──────── Data listing
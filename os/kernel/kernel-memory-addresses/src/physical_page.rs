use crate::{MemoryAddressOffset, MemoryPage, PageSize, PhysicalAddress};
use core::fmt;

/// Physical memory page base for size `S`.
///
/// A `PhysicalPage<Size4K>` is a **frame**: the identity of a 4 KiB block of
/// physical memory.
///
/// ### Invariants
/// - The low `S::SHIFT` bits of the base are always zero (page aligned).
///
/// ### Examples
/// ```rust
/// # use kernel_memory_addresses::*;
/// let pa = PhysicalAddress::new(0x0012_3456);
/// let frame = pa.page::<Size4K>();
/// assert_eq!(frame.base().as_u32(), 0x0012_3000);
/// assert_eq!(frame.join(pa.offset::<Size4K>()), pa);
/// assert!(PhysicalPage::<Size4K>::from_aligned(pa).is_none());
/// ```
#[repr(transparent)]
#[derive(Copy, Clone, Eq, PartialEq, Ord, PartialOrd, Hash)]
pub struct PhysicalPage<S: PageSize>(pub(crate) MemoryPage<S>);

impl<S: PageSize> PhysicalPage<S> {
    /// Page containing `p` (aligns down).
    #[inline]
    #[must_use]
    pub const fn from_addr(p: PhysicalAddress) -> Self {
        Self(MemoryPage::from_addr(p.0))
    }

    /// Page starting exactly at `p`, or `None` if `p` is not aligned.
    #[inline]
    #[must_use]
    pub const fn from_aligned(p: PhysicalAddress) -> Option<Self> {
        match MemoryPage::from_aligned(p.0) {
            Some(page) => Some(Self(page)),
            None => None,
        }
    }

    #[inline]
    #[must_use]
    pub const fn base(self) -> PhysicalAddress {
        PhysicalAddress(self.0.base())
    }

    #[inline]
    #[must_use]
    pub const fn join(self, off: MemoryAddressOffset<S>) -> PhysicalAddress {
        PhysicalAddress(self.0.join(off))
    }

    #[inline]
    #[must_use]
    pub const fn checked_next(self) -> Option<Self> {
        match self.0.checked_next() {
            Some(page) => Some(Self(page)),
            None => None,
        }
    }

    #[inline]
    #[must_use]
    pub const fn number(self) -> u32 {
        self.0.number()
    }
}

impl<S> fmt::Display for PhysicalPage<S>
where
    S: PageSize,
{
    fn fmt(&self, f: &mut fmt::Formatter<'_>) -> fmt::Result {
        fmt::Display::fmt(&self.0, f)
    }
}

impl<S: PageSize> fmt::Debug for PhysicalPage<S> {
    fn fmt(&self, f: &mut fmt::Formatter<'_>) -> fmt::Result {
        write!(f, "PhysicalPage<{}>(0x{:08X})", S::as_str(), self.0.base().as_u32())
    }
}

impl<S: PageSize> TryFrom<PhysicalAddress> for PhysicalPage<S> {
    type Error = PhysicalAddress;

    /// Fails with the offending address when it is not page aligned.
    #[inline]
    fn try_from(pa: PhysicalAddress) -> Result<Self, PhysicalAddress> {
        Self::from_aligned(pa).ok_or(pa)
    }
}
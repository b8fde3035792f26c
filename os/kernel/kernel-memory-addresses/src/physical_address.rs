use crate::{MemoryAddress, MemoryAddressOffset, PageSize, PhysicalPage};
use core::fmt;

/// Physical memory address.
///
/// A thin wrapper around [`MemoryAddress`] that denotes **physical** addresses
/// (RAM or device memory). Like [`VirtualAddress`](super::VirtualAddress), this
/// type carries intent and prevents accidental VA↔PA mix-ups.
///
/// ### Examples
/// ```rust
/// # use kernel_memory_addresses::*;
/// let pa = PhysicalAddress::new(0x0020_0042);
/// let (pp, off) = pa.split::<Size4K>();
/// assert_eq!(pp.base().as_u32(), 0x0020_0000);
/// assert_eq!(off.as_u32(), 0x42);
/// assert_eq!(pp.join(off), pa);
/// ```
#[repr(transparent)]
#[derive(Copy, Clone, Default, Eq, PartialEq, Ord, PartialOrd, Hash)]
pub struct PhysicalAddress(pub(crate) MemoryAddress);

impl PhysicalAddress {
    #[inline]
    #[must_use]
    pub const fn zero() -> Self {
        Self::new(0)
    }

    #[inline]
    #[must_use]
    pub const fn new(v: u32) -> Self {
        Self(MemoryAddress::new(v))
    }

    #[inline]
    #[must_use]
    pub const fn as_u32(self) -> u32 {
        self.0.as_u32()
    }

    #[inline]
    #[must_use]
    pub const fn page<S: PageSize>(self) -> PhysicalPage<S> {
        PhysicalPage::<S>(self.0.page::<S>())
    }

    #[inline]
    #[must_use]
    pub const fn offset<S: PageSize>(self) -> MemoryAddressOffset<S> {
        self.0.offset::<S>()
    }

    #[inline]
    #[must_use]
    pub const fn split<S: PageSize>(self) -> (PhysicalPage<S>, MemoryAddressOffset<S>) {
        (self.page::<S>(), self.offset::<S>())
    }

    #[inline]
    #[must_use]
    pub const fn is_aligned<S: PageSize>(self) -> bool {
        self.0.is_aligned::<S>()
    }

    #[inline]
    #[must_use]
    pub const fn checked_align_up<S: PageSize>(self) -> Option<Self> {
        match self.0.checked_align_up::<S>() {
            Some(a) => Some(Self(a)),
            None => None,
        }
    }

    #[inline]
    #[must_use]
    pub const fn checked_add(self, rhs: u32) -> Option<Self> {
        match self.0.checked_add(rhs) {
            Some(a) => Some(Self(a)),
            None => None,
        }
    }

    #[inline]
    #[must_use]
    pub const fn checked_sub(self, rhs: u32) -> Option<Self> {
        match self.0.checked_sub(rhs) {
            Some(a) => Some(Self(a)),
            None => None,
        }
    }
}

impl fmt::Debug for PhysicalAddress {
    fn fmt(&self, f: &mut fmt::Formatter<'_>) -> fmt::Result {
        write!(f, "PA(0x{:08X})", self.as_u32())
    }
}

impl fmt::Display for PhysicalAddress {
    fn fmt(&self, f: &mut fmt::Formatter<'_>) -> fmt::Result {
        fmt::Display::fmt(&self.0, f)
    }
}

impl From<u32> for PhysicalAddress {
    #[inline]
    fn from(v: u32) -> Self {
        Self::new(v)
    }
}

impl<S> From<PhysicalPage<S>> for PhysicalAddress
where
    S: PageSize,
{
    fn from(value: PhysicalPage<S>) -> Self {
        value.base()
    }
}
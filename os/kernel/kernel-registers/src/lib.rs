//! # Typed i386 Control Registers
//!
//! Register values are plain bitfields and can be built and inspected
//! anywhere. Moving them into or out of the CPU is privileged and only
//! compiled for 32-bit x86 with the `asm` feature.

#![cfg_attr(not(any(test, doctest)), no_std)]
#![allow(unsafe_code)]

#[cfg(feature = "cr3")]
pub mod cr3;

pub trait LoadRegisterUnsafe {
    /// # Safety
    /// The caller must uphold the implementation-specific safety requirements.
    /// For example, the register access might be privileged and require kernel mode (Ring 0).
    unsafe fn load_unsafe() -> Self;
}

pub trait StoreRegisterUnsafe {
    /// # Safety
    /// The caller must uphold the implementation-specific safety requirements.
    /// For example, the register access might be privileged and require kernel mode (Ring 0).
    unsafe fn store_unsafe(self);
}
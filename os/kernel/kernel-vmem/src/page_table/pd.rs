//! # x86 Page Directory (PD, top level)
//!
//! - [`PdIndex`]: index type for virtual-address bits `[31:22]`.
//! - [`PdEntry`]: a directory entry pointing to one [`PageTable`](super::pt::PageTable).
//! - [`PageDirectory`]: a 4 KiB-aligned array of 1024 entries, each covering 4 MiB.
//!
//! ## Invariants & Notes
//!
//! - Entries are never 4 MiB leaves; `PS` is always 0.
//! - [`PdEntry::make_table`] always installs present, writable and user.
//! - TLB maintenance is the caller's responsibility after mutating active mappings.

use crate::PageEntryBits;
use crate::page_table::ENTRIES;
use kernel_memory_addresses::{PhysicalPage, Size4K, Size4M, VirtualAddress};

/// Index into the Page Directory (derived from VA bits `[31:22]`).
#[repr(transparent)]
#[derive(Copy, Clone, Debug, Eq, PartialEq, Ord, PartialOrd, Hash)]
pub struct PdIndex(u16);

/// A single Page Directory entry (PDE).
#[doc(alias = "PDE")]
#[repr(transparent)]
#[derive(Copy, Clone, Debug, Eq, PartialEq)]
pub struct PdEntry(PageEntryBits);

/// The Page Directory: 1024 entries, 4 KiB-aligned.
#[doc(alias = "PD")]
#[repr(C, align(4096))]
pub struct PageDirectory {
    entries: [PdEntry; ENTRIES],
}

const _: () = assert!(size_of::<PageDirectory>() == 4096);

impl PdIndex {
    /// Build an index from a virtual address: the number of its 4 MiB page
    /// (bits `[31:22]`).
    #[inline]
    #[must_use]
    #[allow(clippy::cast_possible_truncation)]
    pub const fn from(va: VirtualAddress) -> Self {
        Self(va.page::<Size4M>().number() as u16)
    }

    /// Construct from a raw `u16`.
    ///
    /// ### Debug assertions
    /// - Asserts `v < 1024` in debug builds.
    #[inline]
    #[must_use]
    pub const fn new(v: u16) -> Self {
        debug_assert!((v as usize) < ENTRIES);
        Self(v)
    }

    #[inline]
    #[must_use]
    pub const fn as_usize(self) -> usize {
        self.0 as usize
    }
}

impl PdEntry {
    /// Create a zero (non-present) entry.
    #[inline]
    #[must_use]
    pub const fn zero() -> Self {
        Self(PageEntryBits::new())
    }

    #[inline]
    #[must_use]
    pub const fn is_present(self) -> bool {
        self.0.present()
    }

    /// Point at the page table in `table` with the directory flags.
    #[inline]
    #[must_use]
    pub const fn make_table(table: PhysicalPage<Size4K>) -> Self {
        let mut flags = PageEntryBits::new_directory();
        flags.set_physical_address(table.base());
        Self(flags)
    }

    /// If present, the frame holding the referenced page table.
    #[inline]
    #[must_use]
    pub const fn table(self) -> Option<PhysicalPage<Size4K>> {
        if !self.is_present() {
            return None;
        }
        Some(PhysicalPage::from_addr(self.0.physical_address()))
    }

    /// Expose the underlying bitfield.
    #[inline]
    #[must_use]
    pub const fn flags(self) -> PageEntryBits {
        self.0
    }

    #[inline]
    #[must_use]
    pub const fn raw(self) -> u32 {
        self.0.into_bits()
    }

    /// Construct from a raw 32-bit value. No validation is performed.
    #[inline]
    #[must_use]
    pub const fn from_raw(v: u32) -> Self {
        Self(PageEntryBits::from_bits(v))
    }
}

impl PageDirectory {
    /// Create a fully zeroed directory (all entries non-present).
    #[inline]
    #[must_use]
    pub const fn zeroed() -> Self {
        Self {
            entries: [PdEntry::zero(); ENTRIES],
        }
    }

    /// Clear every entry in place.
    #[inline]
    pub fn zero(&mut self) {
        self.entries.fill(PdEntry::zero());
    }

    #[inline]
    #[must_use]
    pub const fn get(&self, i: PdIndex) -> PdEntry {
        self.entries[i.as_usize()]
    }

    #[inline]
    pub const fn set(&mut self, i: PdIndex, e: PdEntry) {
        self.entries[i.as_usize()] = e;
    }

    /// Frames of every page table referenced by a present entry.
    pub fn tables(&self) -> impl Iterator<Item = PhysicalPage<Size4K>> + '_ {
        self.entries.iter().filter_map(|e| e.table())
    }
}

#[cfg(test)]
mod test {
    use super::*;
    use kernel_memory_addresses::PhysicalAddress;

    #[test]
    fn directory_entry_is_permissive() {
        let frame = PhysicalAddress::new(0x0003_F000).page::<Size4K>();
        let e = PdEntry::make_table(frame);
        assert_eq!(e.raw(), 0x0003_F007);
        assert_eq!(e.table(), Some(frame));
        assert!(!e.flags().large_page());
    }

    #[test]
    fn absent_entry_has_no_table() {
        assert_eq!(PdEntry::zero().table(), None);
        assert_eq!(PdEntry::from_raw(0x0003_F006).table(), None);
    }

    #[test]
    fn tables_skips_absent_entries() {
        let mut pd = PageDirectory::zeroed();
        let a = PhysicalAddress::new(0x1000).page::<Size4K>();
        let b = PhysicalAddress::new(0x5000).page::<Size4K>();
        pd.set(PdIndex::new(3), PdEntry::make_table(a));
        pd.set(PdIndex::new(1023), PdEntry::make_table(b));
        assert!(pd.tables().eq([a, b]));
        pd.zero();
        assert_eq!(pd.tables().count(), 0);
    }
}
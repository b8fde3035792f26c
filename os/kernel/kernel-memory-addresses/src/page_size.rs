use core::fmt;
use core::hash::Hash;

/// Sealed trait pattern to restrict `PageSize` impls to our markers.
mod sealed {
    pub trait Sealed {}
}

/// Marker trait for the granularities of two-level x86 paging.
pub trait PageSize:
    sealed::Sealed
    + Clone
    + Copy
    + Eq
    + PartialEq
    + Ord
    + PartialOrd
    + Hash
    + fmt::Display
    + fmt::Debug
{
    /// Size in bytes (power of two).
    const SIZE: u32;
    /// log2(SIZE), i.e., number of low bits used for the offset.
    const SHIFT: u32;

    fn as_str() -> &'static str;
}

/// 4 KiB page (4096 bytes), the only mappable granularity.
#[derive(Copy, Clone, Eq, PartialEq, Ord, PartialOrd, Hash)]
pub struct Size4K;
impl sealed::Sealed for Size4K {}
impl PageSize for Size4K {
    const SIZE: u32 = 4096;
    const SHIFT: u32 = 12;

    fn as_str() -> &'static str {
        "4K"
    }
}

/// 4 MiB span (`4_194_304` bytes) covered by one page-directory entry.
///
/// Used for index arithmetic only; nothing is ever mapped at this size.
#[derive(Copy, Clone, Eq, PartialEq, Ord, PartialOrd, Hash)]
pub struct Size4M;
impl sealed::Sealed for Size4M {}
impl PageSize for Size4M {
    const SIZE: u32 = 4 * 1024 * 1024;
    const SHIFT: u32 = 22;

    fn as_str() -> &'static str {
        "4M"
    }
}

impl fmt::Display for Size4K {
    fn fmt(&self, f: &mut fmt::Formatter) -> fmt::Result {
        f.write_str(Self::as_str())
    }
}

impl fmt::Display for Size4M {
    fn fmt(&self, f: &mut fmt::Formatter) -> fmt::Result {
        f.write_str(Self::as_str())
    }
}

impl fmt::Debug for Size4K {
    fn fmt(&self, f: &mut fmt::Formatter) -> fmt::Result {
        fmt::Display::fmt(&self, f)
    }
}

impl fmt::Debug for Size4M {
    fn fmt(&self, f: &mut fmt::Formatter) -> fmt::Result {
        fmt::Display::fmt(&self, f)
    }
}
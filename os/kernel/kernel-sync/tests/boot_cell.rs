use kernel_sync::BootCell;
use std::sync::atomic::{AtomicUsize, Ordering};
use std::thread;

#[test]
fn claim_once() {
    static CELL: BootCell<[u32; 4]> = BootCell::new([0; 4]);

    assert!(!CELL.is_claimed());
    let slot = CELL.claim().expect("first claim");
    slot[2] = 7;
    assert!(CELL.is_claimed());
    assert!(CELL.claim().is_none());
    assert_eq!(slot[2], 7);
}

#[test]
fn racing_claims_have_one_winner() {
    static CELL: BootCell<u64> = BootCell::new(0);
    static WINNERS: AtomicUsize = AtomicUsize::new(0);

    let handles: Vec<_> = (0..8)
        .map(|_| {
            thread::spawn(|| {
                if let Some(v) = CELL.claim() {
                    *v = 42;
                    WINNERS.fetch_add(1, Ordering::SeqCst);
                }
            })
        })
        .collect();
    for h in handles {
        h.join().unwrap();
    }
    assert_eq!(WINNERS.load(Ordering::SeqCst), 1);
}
────────────────
Task instructions> Return exactly, and only, the lines above starting at the line that contains "unsafe fn store_unsafe(self);" and ending at the line that contains "writable and user.".

Response to the exercise>
    unsafe fn store_unsafe(self);
}
filename os/kernel/kernel-vmem/src/page_table/pd.rs
//! # x86 Page Directory (PD, top level)
//!
//! - [`PdIndex`]: index type for virtual-address bits `[31:22]`.
//! - [`PdEntry`]: a directory entry pointing to one [`PageTable`](super::pt::PageTable).
//! - [`PageDirectory`]: a 4 KiB-aligned array of 1024 entries, each covering 4 MiB.
//!
//! ## Invariants & Notes
//!
//! - Entries are never 4 MiB leaves; `PS` is always 0.
//! - [`PdEntry::make_table`] always installs present, writable and user.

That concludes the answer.